PROVIDED RECORDS →
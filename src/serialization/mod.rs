//! JSON cache entries with timestamp and time-to-live.
//!
//! Every value written to the persistent store is wrapped in a [`CacheEntry`]
//! and stored as a JSON string:
//!
//! ```text
//! { "data": <payload>, "timestamp": <epoch millis>, "ttl": <millis> }
//! ```
//!
//! The entry is expired once `now - timestamp > ttl`. Entries are always
//! overwritten on refresh, never merged.
//!
//! # Example
//!
//! ```rust
//! use crud_kit::serialization::{decode_entry, encode_entry, CacheEntry};
//!
//! # fn main() -> crud_kit::Result<()> {
//! let entry = CacheEntry::new(vec![1, 2, 3], 1_000, 60_000);
//! let json = encode_entry(&entry)?;
//!
//! let decoded: CacheEntry<Vec<u32>> = decode_entry(&json)?;
//! assert_eq!(decoded.data, vec![1, 2, 3]);
//! assert!(!decoded.is_expired(61_000));
//! assert!(decoded.is_expired(61_001));
//! # Ok(())
//! # }
//! ```

use crate::error::{Error, Result};
use serde::de::DeserializeOwned;
use serde::{Deserialize, Serialize};

/// Single cache entry as stored in the key-value store.
#[derive(Serialize, Deserialize, Debug, Clone, PartialEq)]
pub struct CacheEntry<T> {
    /// The cached payload.
    pub data: T,
    /// Write time in milliseconds since the Unix epoch.
    pub timestamp: u64,
    /// Lifetime in milliseconds. Always greater than zero.
    pub ttl: u64,
}

impl<T> CacheEntry<T> {
    /// Create a new entry. A zero `ttl` is raised to one millisecond.
    pub fn new(data: T, timestamp: u64, ttl: u64) -> Self {
        CacheEntry {
            data,
            timestamp,
            ttl: ttl.max(1),
        }
    }

    /// True once more than `ttl` milliseconds have passed since `timestamp`.
    pub fn is_expired(&self, now: u64) -> bool {
        now.saturating_sub(self.timestamp) > self.ttl
    }

    /// Milliseconds left before expiry, zero when already expired.
    pub fn remaining(&self, now: u64) -> u64 {
        self.timestamp.saturating_add(self.ttl).saturating_sub(now)
    }
}

/// Encode an entry as a JSON string.
///
/// # Errors
///
/// Returns `Error::SerializationError` if the payload cannot be represented as JSON.
pub fn encode_entry<T: Serialize>(entry: &CacheEntry<T>) -> Result<String> {
    serde_json::to_string(entry).map_err(|e| {
        log::error!("Cache serialization failed: {}", e);
        Error::SerializationError(e.to_string())
    })
}

/// Decode an entry from a JSON string.
///
/// # Errors
///
/// Returns `Error::DeserializationError` for corrupt JSON or a payload of the wrong shape.
pub fn decode_entry<T: DeserializeOwned>(raw: &str) -> Result<CacheEntry<T>> {
    serde_json::from_str(raw).map_err(|e| {
        log::warn!("Cache entry could not be decoded: {}", e);
        Error::DeserializationError(e.to_string())
    })
}

#[cfg(test)]
mod tests {
    use super::*;

    #[derive(Serialize, Deserialize, PartialEq, Debug, Clone)]
    struct TestData {
        id: u64,
        name: String,
        active: bool,
    }

    #[test]
    fn test_entry_json_layout() {
        let entry = CacheEntry::new(
            TestData {
                id: 1,
                name: "A".to_string(),
                active: true,
            },
            1_700_000_000_000,
            300_000,
        );

        let json = encode_entry(&entry).unwrap();
        let value: serde_json::Value = serde_json::from_str(&json).unwrap();

        assert_eq!(value["data"]["name"], "A");
        assert_eq!(value["timestamp"], 1_700_000_000_000u64);
        assert_eq!(value["ttl"], 300_000);
    }

    #[test]
    fn test_zero_ttl_is_raised() {
        let entry = CacheEntry::new(1, 0, 0);
        assert_eq!(entry.ttl, 1);
    }

    #[test]
    fn test_expiry_boundary() {
        let entry = CacheEntry::new("x", 1_000, 500);

        assert!(!entry.is_expired(1_000));
        assert!(!entry.is_expired(1_500));
        assert!(entry.is_expired(1_501));
        assert_eq!(entry.remaining(1_200), 300);
        assert_eq!(entry.remaining(2_000), 0);
    }

    #[test]
    fn test_remaining_with_huge_ttl() {
        let json = r#"{"data":1,"timestamp":1700000000000,"ttl":18446744073709551615}"#;
        let entry: CacheEntry<u32> = decode_entry(json).unwrap();

        assert!(!entry.is_expired(1_700_000_000_001));
        assert_eq!(entry.remaining(1_700_000_000_000), u64::MAX - 1_700_000_000_000);
    }

    #[test]
    fn test_clock_behind_timestamp_is_not_expired() {
        let entry = CacheEntry::new("x", 5_000, 10);
        assert!(!entry.is_expired(1_000));
    }

    #[test]
    fn test_corrupt_json_rejected() {
        let result: Result<CacheEntry<TestData>> = decode_entry("{\"data\": {\"id\": 1");
        match result.unwrap_err() {
            Error::DeserializationError(_) => {}
            e => panic!("Expected DeserializationError, got {:?}", e),
        }
    }

    #[test]
    fn test_wrong_shape_rejected() {
        let raw = r#"{"data":"not a struct","timestamp":1,"ttl":1}"#;
        let result: Result<CacheEntry<TestData>> = decode_entry(raw);
        assert!(matches!(result, Err(Error::DeserializationError(_))));
    }

    #[test]
    fn test_missing_envelope_fields_rejected() {
        let result: Result<CacheEntry<u32>> = decode_entry("42");
        assert!(result.is_err());
    }
}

PROBLEM REQUIREMENTS → Extract the complete data, matching each line exactly.

YOUR SOLUTION →
filename src/serialization/mod.rs
//! JSON cache entries with timestamp and time-to-live.
//!
//! Every value written to the persistent store is wrapped in a [`CacheEntry`]
//! and stored as a JSON string:
//!
//! ```text
//! { "data": <payload>, "timestamp": <epoch millis>, "ttl": <millis> }
//! ```
//!
//! The entry is expired once `now - timestamp > ttl`. Entries are always
//! overwritten on refresh, never merged.
//!
//! # Example
//!
//! ```rust
//! use crud_kit::serialization::{decode_entry, encode_entry, CacheEntry};
//!
//! # fn main() -> crud_kit::Result<()> {
//! let entry = CacheEntry::new(vec![1, 2, 3], 1_000, 60_000);
//! let json = encode_entry(&entry)?;
//!
//! let decoded: CacheEntry<Vec<u32>> = decode_entry(&json)?;
//! assert_eq!(decoded.data, vec![1, 2, 3]);
//! assert!(!decoded.is_expired(61_000));
//! assert!(decoded.is_expired(61_001));
//! # Ok(())
//! # }
//! ```

use crate::error::{Error, Result};
use serde::de::DeserializeOwned;
use serde::{Deserialize, Serialize};

/// Single cache entry as stored in the key-value store.
#[derive(Serialize, Deserialize, Debug, Clone, PartialEq)]
pub struct CacheEntry<T> {
    /// The cached payload.
    pub data: T,
    /// Write time in milliseconds since the Unix epoch.
    pub timestamp: u64,
    /// Lifetime in milliseconds. Always greater than zero.
    pub ttl: u64,
}

impl<T> CacheEntry<T> {
    /// Create a new entry. A zero `ttl` is raised to one millisecond.
    pub fn new(data: T, timestamp: u64, ttl: u64) -> Self {
        CacheEntry {
            data,
            timestamp,
            ttl: ttl.max(1),
        }
    }

    /// True once more than `ttl` milliseconds have passed since `timestamp`.
    pub fn is_expired(&self, now: u64) -> bool {
        now.saturating_sub(self.timestamp) > self.ttl
    }

    /// Milliseconds left before expiry, zero when already expired.
    pub fn remaining(&self, now: u64) -> u64 {
        self.timestamp.saturating_add(self.ttl).saturating_sub(now)
    }
}

/// Encode an entry as a JSON string.
///
/// # Errors
///
/// Returns `Error::SerializationError` if the payload cannot be represented as JSON.
pub fn encode_entry<T: Serialize>(entry: &CacheEntry<T>) -> Result<String> {
    serde_json::to_string(entry).map_err(|e| {
        log::error!("Cache serialization failed: {}", e);
        Error::SerializationError(e.to_string())
    })
}

/// Decode an entry from a JSON string.
///
/// # Errors
///
/// Returns `Error::DeserializationError` for corrupt JSON or a payload of the wrong shape.
pub fn decode_entry<T: DeserializeOwned>(raw: &str) -> Result<CacheEntry<T>> {
    serde_json::from_str(raw).map_err(|e| {
        log::warn!("Cache entry could not be decoded: {}", e);
        Error::DeserializationError(e.to_string())
    })
}

#[cfg(test)]
mod tests {
    use super::*;

    #[derive(Serialize, Deserialize, PartialEq, Debug, Clone)]
    struct TestData {
        id: u64,
        name: String,
        active: bool,
    }

    #[test]
    fn test_entry_json_layout() {
        let entry = CacheEntry::new(
            TestData {
                id: 1,
                name: "A".to_string(),
                active: true,
            },
            1_700_000_000_000,
            300_000,
        );

        let json = encode_entry(&entry).unwrap();
        let value: serde_json::Value = serde_json::from_str(&json).unwrap();

        assert_eq!(value["data"]["name"], "A");
        assert_eq!(value["timestamp"], 1_700_000_000_000u64);
        assert_eq!(value["ttl"], 300_000);
    }

    #[test]
    fn test_zero_ttl_is_raised() {
        let entry = CacheEntry::new(1, 0, 0);
        assert_eq!(entry.ttl, 1);
    }

    #[test]
    fn test_expiry_boundary() {
        let entry = CacheEntry::new("x", 1_000, 500);

        assert!(!entry.is_expired(1_000));
        assert!(!entry.is_expired(1_500));
        assert!(entry.is_expired(1_501));
        assert_eq!(entry.remaining(1_200), 300);
        assert_eq!(entry.remaining(2_000), 0);
    }

    #[test]
    fn test_remaining_with_huge_ttl() {
        let json = r#"{"data":1,"timestamp":1700000000000,"ttl":18446744073709551615}"#;
        let entry: CacheEntry<u32> = decode_entry(json).unwrap();

        assert!(!entry.is_expired(1_700_000_000_001));
        assert_eq!(entry.remaining(1_700_000_000_000), u64::MAX - 1_700_000_000_000);
    }

    #[test]
    fn test_clock_behind_timestamp_is_not_expired() {
        let entry = CacheEntry::new("x", 5_000, 10);
        assert!(!entry.is_expired(1_000));
    }

    #[test]
    fn test_corrupt_json_rejected() {
        let result: Result<CacheEntry<TestData>> = decode_entry("{\"data\": {\"id\": 1");
        match result.unwrap_err() {
            Error::DeserializationError(_) => {}
            e => panic!("Expected DeserializationError, got {:?}", e),
        }
    }

    #[test]
    fn test_wrong_shape_rejected() {
        let raw = r#"{"data":"not a struct","timestamp":1,"ttl":1}"#;
        let result: Result<CacheEntry<TestData>> = decode_entry(raw);
        assert!(matches!(result, Err(Error::DeserializationError(_))));
    }

    #[test]
    fn test_missing_envelope_fields_rejected() {
        let result: Result<CacheEntry<u32>> = decode_entry("42");
        assert!(result.is_err());
    }
}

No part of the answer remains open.